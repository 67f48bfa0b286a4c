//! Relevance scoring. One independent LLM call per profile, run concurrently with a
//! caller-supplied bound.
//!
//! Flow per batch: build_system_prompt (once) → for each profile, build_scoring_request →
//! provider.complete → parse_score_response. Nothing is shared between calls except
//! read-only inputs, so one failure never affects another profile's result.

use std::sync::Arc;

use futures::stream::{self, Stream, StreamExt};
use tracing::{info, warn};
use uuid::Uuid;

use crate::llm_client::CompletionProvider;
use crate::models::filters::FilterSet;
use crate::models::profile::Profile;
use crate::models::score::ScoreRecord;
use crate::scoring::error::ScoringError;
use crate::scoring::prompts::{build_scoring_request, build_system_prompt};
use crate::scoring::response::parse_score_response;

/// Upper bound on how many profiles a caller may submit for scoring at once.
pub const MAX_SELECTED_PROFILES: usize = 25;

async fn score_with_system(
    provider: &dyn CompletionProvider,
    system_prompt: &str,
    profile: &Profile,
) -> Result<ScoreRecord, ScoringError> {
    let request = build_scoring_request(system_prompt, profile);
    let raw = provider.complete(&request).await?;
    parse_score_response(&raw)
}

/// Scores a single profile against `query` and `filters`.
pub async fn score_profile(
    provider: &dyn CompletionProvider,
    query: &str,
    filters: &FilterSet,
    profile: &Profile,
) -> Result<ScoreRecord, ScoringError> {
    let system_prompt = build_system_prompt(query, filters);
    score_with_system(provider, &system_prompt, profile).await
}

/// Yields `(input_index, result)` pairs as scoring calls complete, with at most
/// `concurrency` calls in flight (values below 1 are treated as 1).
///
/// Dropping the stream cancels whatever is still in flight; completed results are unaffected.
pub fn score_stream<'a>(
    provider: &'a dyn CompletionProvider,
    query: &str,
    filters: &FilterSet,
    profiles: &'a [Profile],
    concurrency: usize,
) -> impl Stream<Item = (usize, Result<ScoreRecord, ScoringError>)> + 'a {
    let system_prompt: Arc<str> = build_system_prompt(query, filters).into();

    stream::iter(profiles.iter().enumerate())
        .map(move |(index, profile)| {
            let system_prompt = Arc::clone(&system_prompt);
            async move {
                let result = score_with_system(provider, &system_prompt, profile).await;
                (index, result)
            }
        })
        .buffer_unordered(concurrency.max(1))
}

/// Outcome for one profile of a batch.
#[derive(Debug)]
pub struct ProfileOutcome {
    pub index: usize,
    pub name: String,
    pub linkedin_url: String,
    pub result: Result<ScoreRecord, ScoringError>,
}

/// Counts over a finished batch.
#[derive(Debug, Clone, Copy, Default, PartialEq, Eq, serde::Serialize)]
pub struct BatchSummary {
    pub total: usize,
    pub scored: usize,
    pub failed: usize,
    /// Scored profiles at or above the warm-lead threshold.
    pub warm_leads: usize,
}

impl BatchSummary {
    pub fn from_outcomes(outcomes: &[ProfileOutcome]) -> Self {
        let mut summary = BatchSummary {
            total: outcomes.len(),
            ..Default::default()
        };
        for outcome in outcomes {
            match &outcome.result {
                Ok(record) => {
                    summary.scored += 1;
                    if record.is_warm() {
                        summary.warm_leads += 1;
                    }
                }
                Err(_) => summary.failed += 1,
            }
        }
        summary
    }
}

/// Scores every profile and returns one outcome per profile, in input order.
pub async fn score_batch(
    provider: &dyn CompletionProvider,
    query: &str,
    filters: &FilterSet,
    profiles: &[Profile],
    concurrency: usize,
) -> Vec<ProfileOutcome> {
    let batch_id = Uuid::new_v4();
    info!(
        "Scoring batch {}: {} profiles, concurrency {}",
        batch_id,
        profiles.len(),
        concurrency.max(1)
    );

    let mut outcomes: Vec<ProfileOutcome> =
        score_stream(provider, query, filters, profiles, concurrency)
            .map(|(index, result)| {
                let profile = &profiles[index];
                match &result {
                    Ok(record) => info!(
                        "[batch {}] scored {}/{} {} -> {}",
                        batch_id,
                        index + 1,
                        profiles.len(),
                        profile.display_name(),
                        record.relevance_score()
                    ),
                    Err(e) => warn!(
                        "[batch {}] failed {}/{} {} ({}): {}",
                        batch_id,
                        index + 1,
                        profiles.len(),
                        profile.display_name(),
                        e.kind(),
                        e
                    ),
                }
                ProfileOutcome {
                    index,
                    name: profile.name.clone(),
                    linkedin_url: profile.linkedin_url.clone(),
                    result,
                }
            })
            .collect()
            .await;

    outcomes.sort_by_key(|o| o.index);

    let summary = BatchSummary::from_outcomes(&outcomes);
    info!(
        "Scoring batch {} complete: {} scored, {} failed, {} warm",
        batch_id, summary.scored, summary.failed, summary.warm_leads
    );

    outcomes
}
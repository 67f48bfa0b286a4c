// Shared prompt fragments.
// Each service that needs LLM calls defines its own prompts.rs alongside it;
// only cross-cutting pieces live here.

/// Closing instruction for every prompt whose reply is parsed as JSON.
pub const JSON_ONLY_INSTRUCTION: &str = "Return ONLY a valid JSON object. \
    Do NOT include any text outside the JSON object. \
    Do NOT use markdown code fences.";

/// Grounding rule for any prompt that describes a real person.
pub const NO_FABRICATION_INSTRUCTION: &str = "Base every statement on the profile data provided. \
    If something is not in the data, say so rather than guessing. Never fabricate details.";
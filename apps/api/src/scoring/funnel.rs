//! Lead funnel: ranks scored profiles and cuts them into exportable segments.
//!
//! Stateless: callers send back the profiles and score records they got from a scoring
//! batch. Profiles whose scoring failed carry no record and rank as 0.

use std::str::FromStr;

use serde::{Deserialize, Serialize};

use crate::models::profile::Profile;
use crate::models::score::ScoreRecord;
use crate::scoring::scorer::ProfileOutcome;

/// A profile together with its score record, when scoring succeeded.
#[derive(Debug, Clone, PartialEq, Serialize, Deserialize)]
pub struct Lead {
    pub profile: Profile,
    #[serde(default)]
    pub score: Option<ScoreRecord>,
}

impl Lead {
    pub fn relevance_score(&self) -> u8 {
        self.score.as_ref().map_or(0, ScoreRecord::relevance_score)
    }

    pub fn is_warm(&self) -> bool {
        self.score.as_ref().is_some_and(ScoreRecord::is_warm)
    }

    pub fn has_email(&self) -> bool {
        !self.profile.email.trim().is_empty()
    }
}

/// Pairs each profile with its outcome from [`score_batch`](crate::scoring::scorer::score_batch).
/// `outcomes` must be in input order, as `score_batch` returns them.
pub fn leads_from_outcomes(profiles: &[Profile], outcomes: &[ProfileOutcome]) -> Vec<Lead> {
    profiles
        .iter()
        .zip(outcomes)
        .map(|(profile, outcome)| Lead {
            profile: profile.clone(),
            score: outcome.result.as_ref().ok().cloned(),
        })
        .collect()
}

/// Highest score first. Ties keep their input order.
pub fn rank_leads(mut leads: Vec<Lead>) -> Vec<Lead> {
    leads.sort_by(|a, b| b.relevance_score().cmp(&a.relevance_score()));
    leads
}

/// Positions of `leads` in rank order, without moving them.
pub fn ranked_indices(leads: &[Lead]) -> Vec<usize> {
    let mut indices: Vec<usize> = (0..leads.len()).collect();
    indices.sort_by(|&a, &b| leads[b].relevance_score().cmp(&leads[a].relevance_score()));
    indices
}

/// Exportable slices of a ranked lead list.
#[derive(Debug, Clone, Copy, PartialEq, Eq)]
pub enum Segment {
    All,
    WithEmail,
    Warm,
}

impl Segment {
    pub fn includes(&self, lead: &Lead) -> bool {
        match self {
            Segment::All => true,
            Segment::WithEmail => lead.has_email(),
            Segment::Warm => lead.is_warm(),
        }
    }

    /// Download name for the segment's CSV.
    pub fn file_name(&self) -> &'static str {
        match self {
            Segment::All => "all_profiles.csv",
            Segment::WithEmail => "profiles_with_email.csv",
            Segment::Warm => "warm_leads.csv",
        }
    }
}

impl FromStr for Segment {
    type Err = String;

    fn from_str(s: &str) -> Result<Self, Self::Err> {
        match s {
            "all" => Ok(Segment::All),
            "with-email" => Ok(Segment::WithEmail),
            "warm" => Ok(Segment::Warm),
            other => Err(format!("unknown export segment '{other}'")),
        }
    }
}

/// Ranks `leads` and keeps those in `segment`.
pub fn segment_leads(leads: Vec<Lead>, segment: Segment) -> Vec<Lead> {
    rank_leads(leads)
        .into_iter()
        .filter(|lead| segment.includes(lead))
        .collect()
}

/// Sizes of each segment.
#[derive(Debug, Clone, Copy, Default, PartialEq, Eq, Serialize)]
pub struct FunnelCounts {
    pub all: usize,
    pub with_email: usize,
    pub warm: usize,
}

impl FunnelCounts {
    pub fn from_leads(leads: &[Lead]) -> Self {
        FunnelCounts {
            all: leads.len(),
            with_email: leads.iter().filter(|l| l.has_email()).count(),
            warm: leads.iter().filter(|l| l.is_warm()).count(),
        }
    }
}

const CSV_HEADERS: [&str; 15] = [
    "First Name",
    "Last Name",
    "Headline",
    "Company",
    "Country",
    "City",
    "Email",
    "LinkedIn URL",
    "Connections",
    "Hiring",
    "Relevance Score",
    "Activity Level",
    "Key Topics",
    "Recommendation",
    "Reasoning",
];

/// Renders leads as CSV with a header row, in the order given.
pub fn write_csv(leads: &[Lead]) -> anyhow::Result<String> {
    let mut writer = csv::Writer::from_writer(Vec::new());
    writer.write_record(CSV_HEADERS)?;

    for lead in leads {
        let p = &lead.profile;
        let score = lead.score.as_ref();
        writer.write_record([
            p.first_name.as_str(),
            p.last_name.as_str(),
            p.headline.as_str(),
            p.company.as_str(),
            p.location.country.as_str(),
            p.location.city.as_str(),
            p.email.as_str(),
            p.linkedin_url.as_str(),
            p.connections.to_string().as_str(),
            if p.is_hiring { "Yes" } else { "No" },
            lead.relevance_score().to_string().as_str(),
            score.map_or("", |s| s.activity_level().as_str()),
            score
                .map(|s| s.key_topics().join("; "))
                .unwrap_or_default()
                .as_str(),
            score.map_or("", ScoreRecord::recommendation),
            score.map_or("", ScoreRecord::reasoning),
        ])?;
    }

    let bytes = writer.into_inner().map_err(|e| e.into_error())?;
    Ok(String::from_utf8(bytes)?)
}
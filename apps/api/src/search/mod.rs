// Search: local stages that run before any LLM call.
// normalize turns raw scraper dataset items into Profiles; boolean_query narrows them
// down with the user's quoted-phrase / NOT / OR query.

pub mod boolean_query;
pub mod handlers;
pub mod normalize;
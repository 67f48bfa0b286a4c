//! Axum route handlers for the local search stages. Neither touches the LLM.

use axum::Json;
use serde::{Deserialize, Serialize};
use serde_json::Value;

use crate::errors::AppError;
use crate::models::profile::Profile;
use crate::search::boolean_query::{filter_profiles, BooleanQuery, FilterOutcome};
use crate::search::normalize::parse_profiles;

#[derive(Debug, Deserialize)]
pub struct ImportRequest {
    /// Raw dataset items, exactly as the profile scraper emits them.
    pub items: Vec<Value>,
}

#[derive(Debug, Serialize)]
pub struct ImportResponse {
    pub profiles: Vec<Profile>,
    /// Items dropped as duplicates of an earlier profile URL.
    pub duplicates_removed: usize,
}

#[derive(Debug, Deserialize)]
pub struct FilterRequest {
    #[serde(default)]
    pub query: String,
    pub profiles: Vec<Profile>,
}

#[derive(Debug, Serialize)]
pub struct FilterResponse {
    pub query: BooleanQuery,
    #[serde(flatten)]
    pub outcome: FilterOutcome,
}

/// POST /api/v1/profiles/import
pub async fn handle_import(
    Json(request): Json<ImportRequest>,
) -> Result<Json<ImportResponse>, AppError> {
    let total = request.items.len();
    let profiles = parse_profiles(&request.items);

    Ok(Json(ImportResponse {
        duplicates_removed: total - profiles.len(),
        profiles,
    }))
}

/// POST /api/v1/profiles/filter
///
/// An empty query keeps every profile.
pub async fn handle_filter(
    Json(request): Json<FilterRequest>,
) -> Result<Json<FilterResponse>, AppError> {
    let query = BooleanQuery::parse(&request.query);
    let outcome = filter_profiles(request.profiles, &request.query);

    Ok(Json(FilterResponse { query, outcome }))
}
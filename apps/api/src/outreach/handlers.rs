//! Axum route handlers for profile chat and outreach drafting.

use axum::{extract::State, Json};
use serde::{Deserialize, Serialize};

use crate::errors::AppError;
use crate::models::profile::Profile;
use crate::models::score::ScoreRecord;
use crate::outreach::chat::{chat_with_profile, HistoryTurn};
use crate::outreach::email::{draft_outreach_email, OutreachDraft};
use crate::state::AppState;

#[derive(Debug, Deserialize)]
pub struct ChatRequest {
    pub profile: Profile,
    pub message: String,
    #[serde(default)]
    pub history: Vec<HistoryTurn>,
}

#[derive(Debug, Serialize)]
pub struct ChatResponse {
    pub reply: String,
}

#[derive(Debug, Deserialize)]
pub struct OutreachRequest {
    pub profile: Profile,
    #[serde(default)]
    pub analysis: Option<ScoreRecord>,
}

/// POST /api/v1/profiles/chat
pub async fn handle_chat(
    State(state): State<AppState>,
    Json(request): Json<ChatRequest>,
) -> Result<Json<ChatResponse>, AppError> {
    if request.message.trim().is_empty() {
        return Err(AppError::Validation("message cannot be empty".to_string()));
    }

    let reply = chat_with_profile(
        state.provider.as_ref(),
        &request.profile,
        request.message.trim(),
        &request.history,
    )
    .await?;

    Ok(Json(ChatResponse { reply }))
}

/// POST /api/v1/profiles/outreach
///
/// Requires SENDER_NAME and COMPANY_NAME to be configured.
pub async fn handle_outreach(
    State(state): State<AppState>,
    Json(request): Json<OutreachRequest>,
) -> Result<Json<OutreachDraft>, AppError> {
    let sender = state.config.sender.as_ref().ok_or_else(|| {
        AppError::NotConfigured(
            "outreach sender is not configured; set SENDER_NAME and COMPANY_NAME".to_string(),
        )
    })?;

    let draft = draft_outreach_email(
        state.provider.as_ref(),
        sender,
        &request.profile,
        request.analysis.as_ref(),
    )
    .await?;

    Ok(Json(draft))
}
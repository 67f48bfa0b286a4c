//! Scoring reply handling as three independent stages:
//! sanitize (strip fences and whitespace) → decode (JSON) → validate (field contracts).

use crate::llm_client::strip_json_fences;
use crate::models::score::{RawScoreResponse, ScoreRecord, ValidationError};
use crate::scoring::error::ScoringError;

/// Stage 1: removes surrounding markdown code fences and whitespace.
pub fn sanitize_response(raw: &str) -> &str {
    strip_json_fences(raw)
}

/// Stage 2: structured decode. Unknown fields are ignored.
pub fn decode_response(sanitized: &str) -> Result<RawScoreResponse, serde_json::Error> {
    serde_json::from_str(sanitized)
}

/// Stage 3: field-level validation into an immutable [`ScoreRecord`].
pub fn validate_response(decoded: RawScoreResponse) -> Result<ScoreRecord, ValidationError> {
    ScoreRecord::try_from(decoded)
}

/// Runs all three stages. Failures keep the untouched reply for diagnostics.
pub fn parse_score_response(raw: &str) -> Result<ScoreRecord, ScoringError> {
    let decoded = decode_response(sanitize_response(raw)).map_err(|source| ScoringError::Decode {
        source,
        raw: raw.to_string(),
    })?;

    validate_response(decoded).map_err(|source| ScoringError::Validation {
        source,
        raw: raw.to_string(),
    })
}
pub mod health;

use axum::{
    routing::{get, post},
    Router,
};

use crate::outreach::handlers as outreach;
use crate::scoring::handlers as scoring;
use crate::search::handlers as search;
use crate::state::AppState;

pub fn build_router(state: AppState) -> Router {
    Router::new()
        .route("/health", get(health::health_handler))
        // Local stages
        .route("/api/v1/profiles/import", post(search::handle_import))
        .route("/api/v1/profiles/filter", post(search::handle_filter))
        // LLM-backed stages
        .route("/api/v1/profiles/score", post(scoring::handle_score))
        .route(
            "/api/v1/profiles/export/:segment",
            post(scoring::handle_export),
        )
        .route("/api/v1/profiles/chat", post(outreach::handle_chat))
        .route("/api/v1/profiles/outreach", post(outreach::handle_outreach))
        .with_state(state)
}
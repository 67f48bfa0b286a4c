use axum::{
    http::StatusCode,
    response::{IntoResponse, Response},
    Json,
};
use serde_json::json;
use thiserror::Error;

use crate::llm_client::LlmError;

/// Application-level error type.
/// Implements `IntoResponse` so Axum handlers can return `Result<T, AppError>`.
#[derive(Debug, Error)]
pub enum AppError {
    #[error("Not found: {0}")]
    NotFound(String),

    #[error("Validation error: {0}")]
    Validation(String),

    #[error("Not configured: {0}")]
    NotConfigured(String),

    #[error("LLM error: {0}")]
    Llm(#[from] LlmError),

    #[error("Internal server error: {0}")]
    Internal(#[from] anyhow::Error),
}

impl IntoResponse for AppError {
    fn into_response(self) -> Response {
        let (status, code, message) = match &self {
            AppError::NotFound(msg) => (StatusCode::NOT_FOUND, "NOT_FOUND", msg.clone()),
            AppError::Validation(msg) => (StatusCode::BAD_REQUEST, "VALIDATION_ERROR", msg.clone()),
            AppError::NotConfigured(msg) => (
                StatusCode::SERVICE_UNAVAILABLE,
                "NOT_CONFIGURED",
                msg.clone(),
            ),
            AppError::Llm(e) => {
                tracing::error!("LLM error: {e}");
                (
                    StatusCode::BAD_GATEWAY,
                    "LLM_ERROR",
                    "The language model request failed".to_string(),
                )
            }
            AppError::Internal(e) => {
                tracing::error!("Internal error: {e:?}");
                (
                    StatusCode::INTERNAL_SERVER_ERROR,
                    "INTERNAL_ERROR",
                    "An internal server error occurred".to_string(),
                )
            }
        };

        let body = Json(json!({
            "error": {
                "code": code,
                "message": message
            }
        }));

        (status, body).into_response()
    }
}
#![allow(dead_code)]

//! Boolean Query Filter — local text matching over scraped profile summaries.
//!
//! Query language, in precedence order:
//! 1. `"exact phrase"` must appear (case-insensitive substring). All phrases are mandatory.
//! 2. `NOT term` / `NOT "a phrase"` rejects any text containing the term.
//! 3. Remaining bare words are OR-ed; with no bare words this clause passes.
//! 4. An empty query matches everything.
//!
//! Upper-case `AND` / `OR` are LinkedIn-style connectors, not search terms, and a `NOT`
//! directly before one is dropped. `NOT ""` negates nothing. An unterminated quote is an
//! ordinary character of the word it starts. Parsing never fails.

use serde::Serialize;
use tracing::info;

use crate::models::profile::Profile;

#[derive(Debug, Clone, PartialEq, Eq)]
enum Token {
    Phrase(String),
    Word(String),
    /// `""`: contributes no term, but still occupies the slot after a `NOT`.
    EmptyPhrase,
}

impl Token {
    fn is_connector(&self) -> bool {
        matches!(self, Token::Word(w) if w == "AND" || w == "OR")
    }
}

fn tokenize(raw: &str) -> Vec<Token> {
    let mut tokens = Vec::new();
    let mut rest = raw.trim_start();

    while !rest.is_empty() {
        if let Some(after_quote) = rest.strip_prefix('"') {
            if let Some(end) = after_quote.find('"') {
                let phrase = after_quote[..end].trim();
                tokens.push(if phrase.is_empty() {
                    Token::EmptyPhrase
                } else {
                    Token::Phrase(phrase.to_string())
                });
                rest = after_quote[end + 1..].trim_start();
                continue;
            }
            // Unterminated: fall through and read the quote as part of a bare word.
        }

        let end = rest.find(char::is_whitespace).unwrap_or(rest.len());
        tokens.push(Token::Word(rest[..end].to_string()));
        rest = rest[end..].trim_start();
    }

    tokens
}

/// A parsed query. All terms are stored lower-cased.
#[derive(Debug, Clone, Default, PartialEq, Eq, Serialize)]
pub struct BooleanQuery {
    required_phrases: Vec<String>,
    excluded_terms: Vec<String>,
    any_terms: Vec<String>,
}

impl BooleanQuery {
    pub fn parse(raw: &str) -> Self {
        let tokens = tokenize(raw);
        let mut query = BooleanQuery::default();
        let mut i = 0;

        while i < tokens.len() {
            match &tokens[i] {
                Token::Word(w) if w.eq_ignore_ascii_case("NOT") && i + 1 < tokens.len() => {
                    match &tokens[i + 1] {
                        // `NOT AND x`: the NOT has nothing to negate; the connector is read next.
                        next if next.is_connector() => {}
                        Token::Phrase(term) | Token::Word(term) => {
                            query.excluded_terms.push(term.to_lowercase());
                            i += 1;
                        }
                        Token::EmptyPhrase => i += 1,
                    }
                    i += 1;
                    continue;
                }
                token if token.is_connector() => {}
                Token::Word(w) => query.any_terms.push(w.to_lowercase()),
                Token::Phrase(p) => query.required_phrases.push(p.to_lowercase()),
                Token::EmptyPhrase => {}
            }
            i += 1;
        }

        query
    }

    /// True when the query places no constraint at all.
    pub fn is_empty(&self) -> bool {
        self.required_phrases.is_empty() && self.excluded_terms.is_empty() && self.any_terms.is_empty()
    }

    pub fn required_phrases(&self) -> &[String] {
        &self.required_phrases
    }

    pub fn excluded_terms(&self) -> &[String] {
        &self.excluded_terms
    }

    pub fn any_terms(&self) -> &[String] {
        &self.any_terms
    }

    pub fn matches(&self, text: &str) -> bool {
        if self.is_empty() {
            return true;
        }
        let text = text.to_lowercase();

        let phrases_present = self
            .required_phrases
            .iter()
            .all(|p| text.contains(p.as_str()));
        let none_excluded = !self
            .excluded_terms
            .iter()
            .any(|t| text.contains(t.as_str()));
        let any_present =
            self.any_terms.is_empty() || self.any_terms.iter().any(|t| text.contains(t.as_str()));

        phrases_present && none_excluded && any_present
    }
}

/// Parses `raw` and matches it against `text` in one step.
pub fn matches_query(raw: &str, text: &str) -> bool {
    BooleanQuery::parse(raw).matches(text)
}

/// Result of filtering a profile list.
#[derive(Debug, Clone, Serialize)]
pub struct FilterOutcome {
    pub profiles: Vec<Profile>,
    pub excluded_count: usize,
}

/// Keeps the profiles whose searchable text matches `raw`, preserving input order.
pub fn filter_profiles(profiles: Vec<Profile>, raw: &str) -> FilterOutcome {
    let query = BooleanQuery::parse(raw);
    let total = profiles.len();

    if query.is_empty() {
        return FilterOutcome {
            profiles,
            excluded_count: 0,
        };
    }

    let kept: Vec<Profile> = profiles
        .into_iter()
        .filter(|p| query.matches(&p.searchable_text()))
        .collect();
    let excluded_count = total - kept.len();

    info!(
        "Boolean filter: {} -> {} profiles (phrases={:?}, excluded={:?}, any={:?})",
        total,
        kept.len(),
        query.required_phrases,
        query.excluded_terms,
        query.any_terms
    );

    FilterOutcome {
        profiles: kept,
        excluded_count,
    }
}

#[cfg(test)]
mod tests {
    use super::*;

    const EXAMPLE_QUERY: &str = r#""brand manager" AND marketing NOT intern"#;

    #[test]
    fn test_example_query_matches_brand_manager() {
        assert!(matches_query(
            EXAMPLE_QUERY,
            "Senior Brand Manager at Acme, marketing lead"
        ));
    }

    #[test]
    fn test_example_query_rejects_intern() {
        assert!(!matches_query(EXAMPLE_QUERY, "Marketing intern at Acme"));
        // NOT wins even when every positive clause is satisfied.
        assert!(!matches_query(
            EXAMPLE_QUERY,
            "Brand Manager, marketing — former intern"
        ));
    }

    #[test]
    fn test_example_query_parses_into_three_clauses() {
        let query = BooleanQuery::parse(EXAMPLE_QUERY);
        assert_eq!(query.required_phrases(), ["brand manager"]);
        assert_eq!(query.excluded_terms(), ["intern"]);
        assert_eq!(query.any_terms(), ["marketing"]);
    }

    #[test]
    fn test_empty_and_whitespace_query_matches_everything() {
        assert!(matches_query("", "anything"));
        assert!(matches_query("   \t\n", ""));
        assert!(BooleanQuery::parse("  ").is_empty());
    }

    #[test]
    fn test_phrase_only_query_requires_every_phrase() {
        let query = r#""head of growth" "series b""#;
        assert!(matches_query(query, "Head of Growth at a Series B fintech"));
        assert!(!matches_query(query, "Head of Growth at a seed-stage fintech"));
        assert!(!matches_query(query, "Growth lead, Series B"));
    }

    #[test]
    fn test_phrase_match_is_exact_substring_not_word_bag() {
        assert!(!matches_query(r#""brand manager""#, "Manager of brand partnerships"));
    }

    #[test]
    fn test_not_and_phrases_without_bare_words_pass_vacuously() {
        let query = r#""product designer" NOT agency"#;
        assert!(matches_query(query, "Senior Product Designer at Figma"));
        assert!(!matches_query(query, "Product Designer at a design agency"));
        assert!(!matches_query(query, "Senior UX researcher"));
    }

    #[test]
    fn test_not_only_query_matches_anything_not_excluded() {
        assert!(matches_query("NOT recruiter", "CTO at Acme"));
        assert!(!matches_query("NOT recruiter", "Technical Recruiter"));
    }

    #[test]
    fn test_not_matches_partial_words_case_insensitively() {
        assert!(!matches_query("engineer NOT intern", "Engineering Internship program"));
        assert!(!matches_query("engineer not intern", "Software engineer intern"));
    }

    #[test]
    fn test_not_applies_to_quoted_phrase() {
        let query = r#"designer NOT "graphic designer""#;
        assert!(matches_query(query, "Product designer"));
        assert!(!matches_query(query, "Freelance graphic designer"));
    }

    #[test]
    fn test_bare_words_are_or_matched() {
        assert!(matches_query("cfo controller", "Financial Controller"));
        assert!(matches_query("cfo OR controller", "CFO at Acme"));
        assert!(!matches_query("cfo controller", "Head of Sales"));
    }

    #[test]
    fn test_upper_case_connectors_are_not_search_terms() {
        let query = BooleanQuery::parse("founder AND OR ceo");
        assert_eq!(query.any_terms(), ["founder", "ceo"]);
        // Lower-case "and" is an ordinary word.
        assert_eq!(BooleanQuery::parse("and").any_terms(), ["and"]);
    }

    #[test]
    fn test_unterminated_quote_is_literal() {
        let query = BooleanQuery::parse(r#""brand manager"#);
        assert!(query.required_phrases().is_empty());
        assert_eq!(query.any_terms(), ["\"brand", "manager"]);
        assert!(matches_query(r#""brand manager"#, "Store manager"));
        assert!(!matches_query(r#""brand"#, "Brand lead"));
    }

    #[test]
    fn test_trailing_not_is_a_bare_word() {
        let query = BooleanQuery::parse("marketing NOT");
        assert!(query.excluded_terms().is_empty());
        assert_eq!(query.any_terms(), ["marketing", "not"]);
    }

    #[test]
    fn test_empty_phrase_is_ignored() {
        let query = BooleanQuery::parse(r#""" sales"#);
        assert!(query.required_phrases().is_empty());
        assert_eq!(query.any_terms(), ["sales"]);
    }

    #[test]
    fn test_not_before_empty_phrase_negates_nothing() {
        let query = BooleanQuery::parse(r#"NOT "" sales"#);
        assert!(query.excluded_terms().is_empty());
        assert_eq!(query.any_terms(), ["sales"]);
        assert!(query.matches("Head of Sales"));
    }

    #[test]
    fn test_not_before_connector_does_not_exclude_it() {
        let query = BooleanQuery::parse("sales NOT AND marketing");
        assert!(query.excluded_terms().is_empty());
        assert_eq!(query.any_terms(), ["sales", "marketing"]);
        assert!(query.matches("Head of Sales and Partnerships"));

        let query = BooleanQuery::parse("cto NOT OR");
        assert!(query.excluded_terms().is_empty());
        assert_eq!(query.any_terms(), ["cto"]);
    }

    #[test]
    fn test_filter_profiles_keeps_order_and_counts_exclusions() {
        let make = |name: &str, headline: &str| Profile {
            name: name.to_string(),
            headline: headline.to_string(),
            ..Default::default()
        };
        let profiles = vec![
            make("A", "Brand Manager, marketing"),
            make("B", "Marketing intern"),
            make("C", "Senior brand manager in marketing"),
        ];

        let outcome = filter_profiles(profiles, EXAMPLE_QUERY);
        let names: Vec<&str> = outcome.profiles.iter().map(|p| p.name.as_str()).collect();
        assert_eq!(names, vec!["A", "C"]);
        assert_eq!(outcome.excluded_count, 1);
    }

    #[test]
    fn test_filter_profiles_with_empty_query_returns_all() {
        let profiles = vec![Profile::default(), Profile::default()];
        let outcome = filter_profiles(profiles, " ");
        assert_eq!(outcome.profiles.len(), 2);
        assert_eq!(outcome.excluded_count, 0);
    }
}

——————————

**DESCRIPTION OF THE TASK:** Please, from the material above, copy only the lines from the line with "use axum::Json;" up to and including the line with "scraper emits them.", exactly as written.

**ANSWER BELOW:**
use axum::Json;
use serde::{Deserialize, Serialize};
use serde_json::Value;

use crate::errors::AppError;
use crate::models::profile::Profile;
use crate::search::boolean_query::{filter_profiles, BooleanQuery, FilterOutcome};
use crate::search::normalize::parse_profiles;

#[derive(Debug, Deserialize)]
pub struct ImportRequest {
    /// Raw dataset items, exactly as the profile scraper emits them.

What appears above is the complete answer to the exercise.